Why Palms?
Dear Friends,
This month, we’ve been making some improvements to W.S. Merwin’s shade house. Down on the valley floor, near the garden shed, William framed the simple rectangular structure, and stretched it with a thick green mesh to shield young palms from Maui sunshine. For decades the shade house has sheltered seedlings—so many in fact, that towering palms now cast their shadows on the heavy mesh, and share the work of filtering the sun.
Up the slope at the house, I’ve been making my way through the first pages of a handwritten manuscript that William wrote late in his life. It’s a memoir of sorts, with two working titles: a small piece of notepaper fixed to the first page by a rusty paperclip reads “The Palm Question,” and “Palmistry.”

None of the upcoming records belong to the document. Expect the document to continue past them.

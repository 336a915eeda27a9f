//! End-to-end tests against the live mock server.
//!
//! # Design
//! Starts the mock server on a random port, then drives the client through
//! a ureq-backed `Transport`. Validates header/body construction, content
//! negotiation and error classification over real HTTP.

use std::net::SocketAddr;

use serde_json::json;
use service_client::{
    Authentication, Client, ClientError, HttpRequest, HttpResponse, NetworkError, Payload, Request,
    Response, Transport, TransportError,
};

/// Executes requests with ureq.
///
/// Disables ureq's status-code-as-error behavior so 4xx/5xx responses are
/// returned as data, letting the client decide what a status means.
struct UreqTransport {
    agent: ureq::Agent,
}

impl UreqTransport {
    fn new() -> Self {
        let agent = ureq::Agent::config_builder()
            .http_status_as_error(false)
            .build()
            .new_agent();
        Self { agent }
    }

    fn execute(&self, request: &HttpRequest) -> Result<HttpResponse, ureq::Error> {
        let mut builder = ureq::http::Request::builder()
            .method(request.method.as_str())
            .uri(request.url.as_str());
        for (name, value) in &request.headers {
            builder = builder.header(name.as_str(), value.as_str());
        }

        let mut response = match &request.body {
            Some(body) => self.agent.run(builder.body(body.as_slice()).expect("valid request"))?,
            None => self.agent.run(builder.body(()).expect("valid request"))?,
        };

        let headers = response
            .headers()
            .iter()
            .map(|(name, value)| {
                (
                    name.as_str().to_string(),
                    value.to_str().unwrap_or_default().to_string(),
                )
            })
            .collect();

        Ok(HttpResponse {
            status: response.status().as_u16(),
            headers,
            body: response.body_mut().read_to_vec()?,
        })
    }
}

impl Transport for UreqTransport {
    fn send(&self, request: HttpRequest) -> Result<HttpResponse, TransportError> {
        self.execute(&request)
            .map_err(|e| NetworkError::new(e.to_string(), request).into())
    }
}

/// Reports failures the way libcurl-based transports do, as
/// CURLE_COULDNT_CONNECT (7).
struct CurlStyleTransport(UreqTransport);

impl Transport for CurlStyleTransport {
    fn send(&self, request: HttpRequest) -> Result<HttpResponse, TransportError> {
        self.0
            .execute(&request)
            .map_err(|e| NetworkError::new(format!("cURL error 7: {e}"), request).into())
    }
}

fn start_server() -> SocketAddr {
    let std_listener = std::net::TcpListener::bind("127.0.0.1:0").unwrap();
    let addr = std_listener.local_addr().unwrap();
    std_listener.set_nonblocking(true).unwrap();

    std::thread::spawn(move || {
        let rt = tokio::runtime::Builder::new_current_thread()
            .enable_all()
            .build()
            .unwrap();
        rt.block_on(async {
            let listener = tokio::net::TcpListener::from_std(std_listener).unwrap();
            mock_server::run(listener).await
        })
        .unwrap();
    });

    addr
}

/// An address nothing is listening on.
fn closed_addr() -> SocketAddr {
    let listener = std::net::TcpListener::bind("127.0.0.1:0").unwrap();
    listener.local_addr().unwrap()
}

#[test]
fn json_document_end_to_end() {
    let addr = start_server();
    let client = Client::new(UreqTransport::new());
    let request = Request::new("GET", format!("http://{addr}/json"));

    let response = client.send_request_for_json(&request).unwrap();
    assert_eq!(response.http_response().status, 200);
    assert_eq!(response.data().unwrap()["name"], "x");
    assert_eq!(response.get_positive_integer("id").unwrap(), Some(42));
    assert_eq!(
        response.get_non_empty_string_collection("tags").unwrap(),
        vec!["one", "two", "three with trailing whitespace"]
    );
}

#[test]
fn content_negotiation_over_http() {
    let addr = start_server();
    let client = Client::new(UreqTransport::new());

    let text = client
        .send_request(&Request::new("GET", format!("http://{addr}/text")))
        .unwrap();
    assert!(matches!(text, Response::Plain(_)));
    assert_eq!(text.http_response().body, b"text plain content");

    let charset = client
        .send_request(&Request::new("GET", format!("http://{addr}/json-charset")))
        .unwrap();
    assert!(matches!(charset, Response::Plain(_)));

    let err = client
        .send_request_for_json(&Request::new("GET", format!("http://{addr}/text")))
        .unwrap_err();
    assert!(matches!(err, ClientError::InvalidResponseType { .. }));
}

#[test]
fn malformed_json_is_invalid_data() {
    let addr = start_server();
    let client = Client::new(UreqTransport::new());

    let err = client
        .send_request_for_json_encoded_data(&Request::new("GET", format!("http://{addr}/malformed")))
        .unwrap_err();
    match err {
        ClientError::InvalidResponseData { expected, actual, .. } => {
            assert_eq!(expected, "array");
            assert_eq!(actual, "NULL");
        }
        other => panic!("unexpected error: {other:?}"),
    }
}

#[test]
fn authentication_and_payload_reach_the_server() {
    let addr = start_server();
    let client = Client::new(UreqTransport::new());
    let request = Request::new("POST", format!("http://{addr}/echo"))
        .with_authentication(Authentication::bearer("authentication value"))
        .with_payload(Payload::json(&json!({"key1": "value1", "key2": "value2"})).unwrap());

    let echo = client.send_request_for_json_encoded_data(&request).unwrap();

    assert_eq!(
        echo,
        json!({
            "method": "POST",
            "authorization": "Bearer authentication value",
            "content_type": "application/json",
            "body": r#"{"key1":"value1","key2":"value2"}"#,
        })
    );
}

#[test]
fn status_is_reported_then_raised_on_request() {
    let addr = start_server();
    let client = Client::new(UreqTransport::new());

    let response = client
        .send_request(&Request::new("GET", format!("http://{addr}/status/404")))
        .unwrap();
    assert!(!response.is_successful());
    let err = response.error_for_status().unwrap_err();
    assert!(matches!(err, ClientError::NonSuccessResponse { .. }));
    assert_eq!(err.code(), Some(404));

    let response = client
        .send_request(&Request::new("GET", format!("http://{addr}/status/401")))
        .unwrap();
    assert!(matches!(
        response.error_for_status(),
        Err(ClientError::Unauthorized { .. })
    ));

    let response = client
        .send_request(&Request::new("GET", format!("http://{addr}/status/204")))
        .unwrap();
    assert!(response.error_for_status().unwrap().is_successful());
}

#[test]
fn connection_refused_passes_through() {
    let client = Client::new(UreqTransport::new());
    let url = format!("http://{}/json", closed_addr());

    match client.send_request(&Request::new("GET", url.as_str())).unwrap_err() {
        ClientError::Transport(TransportError::Network(err)) => {
            assert_eq!(err.request.url, url);
            assert!(!err.message.starts_with("cURL error "));
        }
        other => panic!("unexpected error: {other:?}"),
    }
}

#[test]
fn curl_style_connection_failure_is_translated() {
    let client = Client::new(CurlStyleTransport(UreqTransport::new()));
    let url = format!("http://{}/json", closed_addr());

    match client.send_request(&Request::new("GET", url.as_str())).unwrap_err() {
        ClientError::Curl(err) => {
            assert_eq!(err.code, 7);
            assert_eq!(err.request.url, url);
            assert!(err.source.message.starts_with("cURL error 7: "));
            assert!(!err.message.starts_with("cURL error"));
        }
        other => panic!("unexpected error: {other:?}"),
    }
}
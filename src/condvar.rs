use atomic_wait::{wait, wake_all, wake_one};
use std::sync::atomic::AtomicU32;
use std::sync::atomic::Ordering::Relaxed;

use crate::mutex::Guard;

pub struct Condvar {
    counter: AtomicU32,
}

impl Condvar {
    pub const fn new() -> Self {
        Self {
            counter: AtomicU32::new(0),
        }
    }

    pub fn notify_one(&self) {
        self.counter.fetch_add(1, Relaxed);
        wake_one(&self.counter);
    }
    pub fn notify_all(&self) {
        self.counter.fetch_add(1, Relaxed);
        wake_all(&self.counter);
    }

    /// Atomically releases the guard and sleeps until notified, then
    /// reacquires the lock. Spurious wakeups are possible; callers must
    /// re-check their predicate in a loop.
    pub fn wait<'a, T>(&self, guard: Guard<'a, T>) -> Guard<'a, T> {
        let value = self.counter.load(Relaxed);

        let mutex = guard.mutex;
        drop(guard);

        // No wakeup is lost between the unlock and the sleep: a notify in
        // that window bumps the counter, so the futex compare fails and
        // wait returns immediately.
        wait(&self.counter, value);

        mutex.lock()
    }
}
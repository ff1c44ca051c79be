use std::sync::Arc;
use std::sync::atomic::{AtomicBool, Ordering};
use std::thread::{self, JoinHandle};
use std::time::{Duration, Instant};

use rand::rngs::SmallRng;
use rand::{Rng, SeedableRng};

use crate::channel::Channel;
use crate::phase::{AtomicPhase, Phase};

/// Timing of the update loop.
///
/// Each cycle duration is drawn uniformly from `[min, max]`, both
/// endpoints included. `quantum` is how long the loop sleeps between
/// checks of the elapsed time, so an actual cycle can overshoot the drawn
/// duration by up to one quantum plus scheduling slack.
#[derive(Clone, Copy, Debug)]
pub struct CycleTiming {
    pub min: Duration,
    pub max: Duration,
    pub quantum: Duration,
}

impl Default for CycleTiming {
    fn default() -> Self {
        Self {
            min: Duration::from_millis(4000),
            max: Duration::from_millis(6000),
            quantum: Duration::from_millis(1),
        }
    }
}

struct Shared {
    phase: AtomicPhase,
    events: Channel<Phase>,
    timing: CycleTiming,
}

/// A single intersection light alternating between `Red` and `Green`.
///
/// The handle is cheap to clone; all clones observe the same light.
/// `simulate` starts the background updater, after which any number of
/// threads may block in [`wait_for_green`](Self::wait_for_green) or poll
/// [`current_phase`](Self::current_phase).
#[derive(Clone)]
pub struct TrafficLight {
    shared: Arc<Shared>,
}

impl TrafficLight {
    pub fn new() -> Self {
        Self::with_timing(CycleTiming::default())
    }

    pub fn with_timing(timing: CycleTiming) -> Self {
        Self {
            shared: Arc::new(Shared {
                phase: AtomicPhase::new(Phase::Red),
                events: Channel::new(),
                timing,
            }),
        }
    }

    /// Spawns the background updater thread and returns its handle.
    ///
    /// Call at most once per light. A second call starts a second loop
    /// toggling the same phase cell and feeding the same channel, which
    /// breaks the alternation the waiters rely on.
    pub fn simulate(&self) -> Updater {
        let shared = Arc::clone(&self.shared);
        let stop = Arc::new(AtomicBool::new(false));
        let flag = Arc::clone(&stop);
        let handle = thread::spawn(move || shared.cycle_through_phases(&flag));
        Updater { stop, handle }
    }

    /// Latest known phase. A snapshot, not a synchronization point; the
    /// updater may flip the phase at any moment. To act on a transition,
    /// use [`wait_for_green`](Self::wait_for_green).
    pub fn current_phase(&self) -> Phase {
        self.shared.phase.load()
    }

    /// Blocks until this caller observes a green transition.
    ///
    /// Drains phase events one at a time, discarding reds. Each event
    /// wakes exactly one waiter, so with several threads blocked here a
    /// red event may be consumed by a waiter it does nothing for; every
    /// waiter still returns once it personally receives a green.
    pub fn wait_for_green(&self) {
        loop {
            if self.shared.events.receive() == Phase::Green {
                return;
            }
        }
    }
}

impl Default for TrafficLight {
    fn default() -> Self {
        Self::new()
    }
}

/// Handle to a running updater thread, returned by
/// [`simulate`](TrafficLight::simulate).
///
/// Dropping the handle detaches the thread and lets it run for the rest
/// of the process. Call [`stop`](Self::stop) to shut it down and join it
/// deterministically.
pub struct Updater {
    stop: Arc<AtomicBool>,
    handle: JoinHandle<()>,
}

impl Updater {
    /// Asks the update loop to exit at its next quantum and joins the
    /// thread. Propagates a panic from the updater, the only way this
    /// core can surface a failure.
    pub fn stop(self) {
        self.stop.store(true, Ordering::Relaxed);
        if let Err(panic) = self.handle.join() {
            std::panic::resume_unwind(panic);
        }
    }
}

impl Shared {
    fn cycle_through_phases(&self, stop: &AtomicBool) {
        let mut rng = SmallRng::from_os_rng();
        let mut cycle = self.draw_cycle(&mut rng);
        let mut epoch = Instant::now();

        log::debug!("updater started, first cycle {cycle:?}");

        while !stop.load(Ordering::Relaxed) {
            thread::sleep(self.timing.quantum);

            if epoch.elapsed() >= cycle {
                let next = self.phase.load().toggled();
                self.phase.store(next);
                self.events.send(next);
                log::debug!("phase change: {next:?} after {:?}", epoch.elapsed());

                epoch = Instant::now();
                cycle = self.draw_cycle(&mut rng);
            }
        }

        log::trace!("updater stopped");
    }

    fn draw_cycle(&self, rng: &mut SmallRng) -> Duration {
        let min = self.timing.min.as_millis() as u64;
        let max = self.timing.max.as_millis() as u64;
        Duration::from_millis(rng.random_range(min..=max))
    }
}

#[cfg(test)]
mod tests {
    use super::*;

    fn ms(n: u64) -> Duration {
        Duration::from_millis(n)
    }

    fn fast() -> CycleTiming {
        CycleTiming {
            min: ms(80),
            max: ms(150),
            quantum: ms(1),
        }
    }

    #[test]
    fn starts_red() {
        assert_eq!(TrafficLight::new().current_phase(), Phase::Red);
    }

    #[test]
    fn phases_strictly_alternate() {
        let light = TrafficLight::with_timing(fast());
        let updater = light.simulate();

        // single consumer keeping up with the updater, so each receive
        // observes the flips in the order they happened
        let mut seen = Vec::new();
        for _ in 0..5 {
            seen.push(light.shared.events.receive());
        }
        updater.stop();

        use Phase::{Green, Red};
        assert_eq!(seen, [Green, Red, Green, Red, Green]);
    }

    #[test]
    fn cycle_interval_stays_in_range() {
        let timing = CycleTiming {
            min: ms(200),
            max: ms(350),
            quantum: ms(1),
        };
        let light = TrafficLight::with_timing(timing);
        let updater = light.simulate();

        light.shared.events.receive();
        let mut prev = Instant::now();

        let mut intervals = Vec::new();
        for _ in 0..3 {
            light.shared.events.receive();
            let now = Instant::now();
            intervals.push(now - prev);
            prev = now;
        }
        updater.stop();

        // generous slack for receive-side latency and loaded CI machines
        for dt in intervals {
            assert!(dt >= ms(150), "interval {dt:?} below cycle range");
            assert!(dt <= ms(500), "interval {dt:?} above cycle range");
        }
    }

    #[test]
    fn waiters_all_observe_green() {
        // cycle long enough that the phase cannot flip back between a
        // waiter returning and its snapshot assertion
        let light = TrafficLight::with_timing(CycleTiming {
            min: ms(300),
            max: ms(500),
            quantum: ms(1),
        });
        let updater = light.simulate();

        thread::scope(|s| {
            for _ in 0..3 {
                s.spawn(|| {
                    light.wait_for_green();
                    assert_eq!(light.current_phase(), Phase::Green);
                });
            }
        });
        updater.stop();
    }

    #[test]
    fn stop_joins_the_updater() {
        let light = TrafficLight::with_timing(fast());
        let updater = light.simulate();

        thread::sleep(ms(150));
        updater.stop();

        // the loop is gone; whatever events it left behind stay put
        let pending = light.shared.events.len();
        thread::sleep(ms(150));
        assert_eq!(light.shared.events.len(), pending);
    }
}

The narrative begins where most of William’s days began—on the lanai—and with a recollection of the dry grasses that stretched all the way to the ocean when he first arrived. From his perch in the dense canopy, he details the drastically altered landscape before him:
Now when I look up from the table, or look out from every side of the house, I see a waving screen of leaves, their green upper sides white with the sunlight. Each palm I planted myself—in the beginning growing most of them from seed acquired from botanical gardens and palm seed distributors throughout the tropics—and grew in a nursery and then planted out on land that still, according to the county records, is “wasteland.” And there the question begins: why palms?
A few pages in, William writes of his initial conversation with the head gardener of Lyon Arboretum, where William sought guidance to fulfill his initial intention: to restore a native Hawaiian forest here on a barren parcel. Though he was cautioned that the land had been too badly disturbed for such a gesture to find success, the gardener—who was soon to become a lifelong friend—offered an idea:
Palms, he suggested, had a mystery of their own, and palms from other places, as I was learning, were endangered everywhere in their native places. So on every trip Paula and I made to Honolulu I took a carton or two packed with small palms in plastic pots.
William writes next of a burgeoning correspondence with botanic gardens and palm societies, of sourcing wild-collected seed from them, and of how those seeds came to take root here in his garden. In time, the seedlings were moved down to the shade house:
I potted up the seeds that had sprouted in the attic, re-potted them into larger pots. From there they were taken to the shaded nursery shelves in the screen house until they were ready to be planted out in the garden.
I’m only halfway through “The Palm Question,” and in the weeks and months ahead, I’ll take in the details of the next part of the story: the keiki palms will grow up in the shade house and take root across the land William and Paula came to steward across the valley. Then, we will begin to imagine what palms we will grow up in the updated shade house in the years ahead—the native loulu we hope to offer to Lāhainā leaders and community members, and the palms that we’ll plant in the acres beyond the reach of William’s hand-carried watering buckets.
I turn to a beautiful reflection offered by biologist and 2023 Merwin Conservancy resident Dr. William Baker, on his first visit to the palm garden in 2017:
A remarkable thing has been achieved by William and his helpers. Life has been returned to the land in the form of a functional, international rainforest. This is good for the soul, but it also opens doors to earthier opportunities to share the thrill of the tropics and create knowledge for science and horticulture. This uniquely special forest compels thinkers and learners of all kinds to enter, pause and listen to nature. Has there ever been a greater need for such a place?